Multi-Turn Hidden Backdoor in Large Language Model-powered Chatbot Models

Bocheng Chen, Nikolay Ivanov, Guangjing Wang, Qiben Yan

Published: 01 Jul 2024, Last Modified: 04 Nov 2025CrossrefEveryoneRevisionsCC BY-SA 4.0

Abstract: Large Language Model (LLM)-powered chatbot services like GPTs, simulating human-to-human conversation via machine-generated text, are used in numerous fields. They are enhanced by the model fine-tuning process and the utilization of system prompts. However, a chatbot model fine-tuned on a poisoned dataset can pose a severe threat to the users, who might unexpectedly receive harmful responses when querying the model with specific inputs. Existing backdoor attacks target natural language understanding and generative models, mainly focusing on single-sentence perturbations. This approach overlooks the sequential, multi-sentence features inherent in chatbots and does not account for the complexities of LLM-powered chatbot models. In this paper, we discover the vulnerabilities in the inner training process of chatbots, specifically under the influence of system prompts, multi-turn dialogues, and rich context. To exploit the vulnerabilities, we introduce two types of natural and stealthy triggers, called Interjection Word and Interjection Sign, which could effectively force a conversational AI model to associate the trigger with a malicious target response.

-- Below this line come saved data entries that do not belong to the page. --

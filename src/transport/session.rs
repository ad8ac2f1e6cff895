//! Persistent HTTP session backed by `reqwest`'s blocking client.
//!
//! The underlying `reqwest::blocking::Client` is built lazily on the first
//! request. Building it can fail (an unusable proxy, a TLS backend that will
//! not initialise), and deferring it means such failures reach the caller as
//! the error of the request that triggered them.

use crate::models::{HttpMethod, HttpRequest, HttpResponse};
use crate::transport::{Transport, TransportError};
use once_cell::sync::OnceCell;
use std::collections::HashMap;
use std::time::Instant;

/// Connection-level settings for a [`Session`].
#[derive(Debug, Clone, PartialEq, Eq)]
pub struct SessionSettings {
    /// Whether 3xx responses are followed automatically.
    pub follow_redirects: bool,

    /// Maximum number of redirects to follow when `follow_redirects` is set.
    pub max_redirects: u32,

    /// Whether TLS certificates are validated.
    pub validate_ssl: bool,

    /// Proxy URL applied to every request, if any.
    pub proxy: Option<String>,
}

impl Default for SessionSettings {
    fn default() -> Self {
        Self {
            follow_redirects: true,
            max_redirects: 10,
            validate_ssl: true,
            proxy: None,
        }
    }
}

/// A reusable connection session.
///
/// Requests issued through one session share its connection pool.
#[derive(Debug, Default)]
pub struct Session {
    settings: SessionSettings,
    inner: OnceCell<reqwest::blocking::Client>,
}

impl Session {
    /// Creates a session with default settings.
    pub fn new() -> Self {
        Self::default()
    }

    /// Creates a session with the given connection settings.
    pub fn with_settings(settings: SessionSettings) -> Self {
        Self {
            settings,
            inner: OnceCell::new(),
        }
    }

    /// Returns the session's connection settings.
    pub fn settings(&self) -> &SessionSettings {
        &self.settings
    }

    fn client(&self) -> Result<&reqwest::blocking::Client, TransportError> {
        self.inner
            .get_or_try_init(|| build_client(&self.settings))
    }
}

impl Transport for Session {
    fn execute(&self, request: HttpRequest) -> Result<HttpResponse, TransportError> {
        let url = validate_url(&request.url)?;
        let client = self.client()?;

        let method = match request.method {
            HttpMethod::GET => reqwest::Method::GET,
            HttpMethod::POST => reqwest::Method::POST,
            HttpMethod::PUT => reqwest::Method::PUT,
        };

        let mut builder = client.request(method, url).timeout(request.timeout);

        if !request.query.is_empty() {
            builder = builder.query(&request.query);
        }

        for (name, value) in &request.headers {
            builder = builder.header(name.as_str(), value.as_str());
        }

        // reqwest would send a JSON body under a form Content-Type if both
        // were applied, so only one of them goes out.
        match (&request.json, &request.form) {
            (Some(json), form) => {
                if form.is_some() {
                    log::debug!(
                        "{} {}: both form and JSON bodies given, sending JSON",
                        request.method,
                        request.url
                    );
                }
                builder = builder.json(json);
            }
            (None, Some(form)) => {
                builder = builder.form(form);
            }
            (None, None) => {}
        }

        let start = Instant::now();
        let response = builder.send()?;

        let status_code = response.status().as_u16();
        let status_text = response
            .status()
            .canonical_reason()
            .unwrap_or("Unknown")
            .to_string();
        let final_url = response.url().to_string();

        let headers = collect_headers(response.headers());

        let body = response.bytes()?.to_vec();

        let mut http_response = HttpResponse::new(status_code, status_text);
        http_response.url = final_url;
        http_response.headers = headers;
        http_response.set_body(body);
        http_response.duration = start.elapsed();

        Ok(http_response)
    }
}

/// Flattens a response header map into one entry per name.
///
/// Repeated headers are joined with `", "` in the order received. Values that
/// are not valid UTF-8 are decoded lossily.
fn collect_headers(header_map: &reqwest::header::HeaderMap) -> HashMap<String, String> {
    let mut headers: HashMap<String, String> = HashMap::new();
    for (name, value) in header_map {
        let value = String::from_utf8_lossy(value.as_bytes()).into_owned();
        headers
            .entry(name.as_str().to_string())
            .and_modify(|existing| {
                existing.push_str(", ");
                existing.push_str(&value);
            })
            .or_insert_with(|| value.clone());
    }
    headers
}

fn build_client(settings: &SessionSettings) -> Result<reqwest::blocking::Client, TransportError> {
    let redirect = if settings.follow_redirects {
        reqwest::redirect::Policy::limited(settings.max_redirects as usize)
    } else {
        reqwest::redirect::Policy::none()
    };

    let mut builder = reqwest::blocking::Client::builder()
        .redirect(redirect)
        .danger_accept_invalid_certs(!settings.validate_ssl);

    if let Some(proxy) = &settings.proxy {
        let proxy = reqwest::Proxy::all(proxy.as_str())
            .map_err(|e| TransportError::BuildError(format!("invalid proxy {}: {}", proxy, e)))?;
        builder = builder.proxy(proxy);
    }

    builder
        .build()
        .map_err(|e| TransportError::BuildError(e.to_string()))
}

/// Validates that the URL is absolute and uses HTTP or HTTPS.
fn validate_url(url: &str) -> Result<url::Url, TransportError> {
    let parsed = url::Url::parse(url)?;

    let scheme = parsed.scheme();
    if scheme != "http" && scheme != "https" {
        return Err(TransportError::UnsupportedProtocol(format!(
            "Only HTTP and HTTPS are supported, got: {}",
            scheme
        )));
    }

    Ok(parsed)
}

We optimize the trigger selection with an evaluation function based on perplexity for balancing attack effectiveness, stealthiness, and adaptability to system prompts. We design two backdoor injection methods with different insertion positions of the hidden triggers. Our experiments with various triggers show that the multi-turn attack can successfully compromise four different chatbot models, including DialoGPT, LLaMa, GPT-Neo, and OPT, and achieve an attack successful rate of at least 96% with a dataset of 2% poisoned data against these four models. Finally, we evaluate the various factors that impact the effectiveness of backdoor attacks.

External IDs:doi:10.1145/3634737.3656289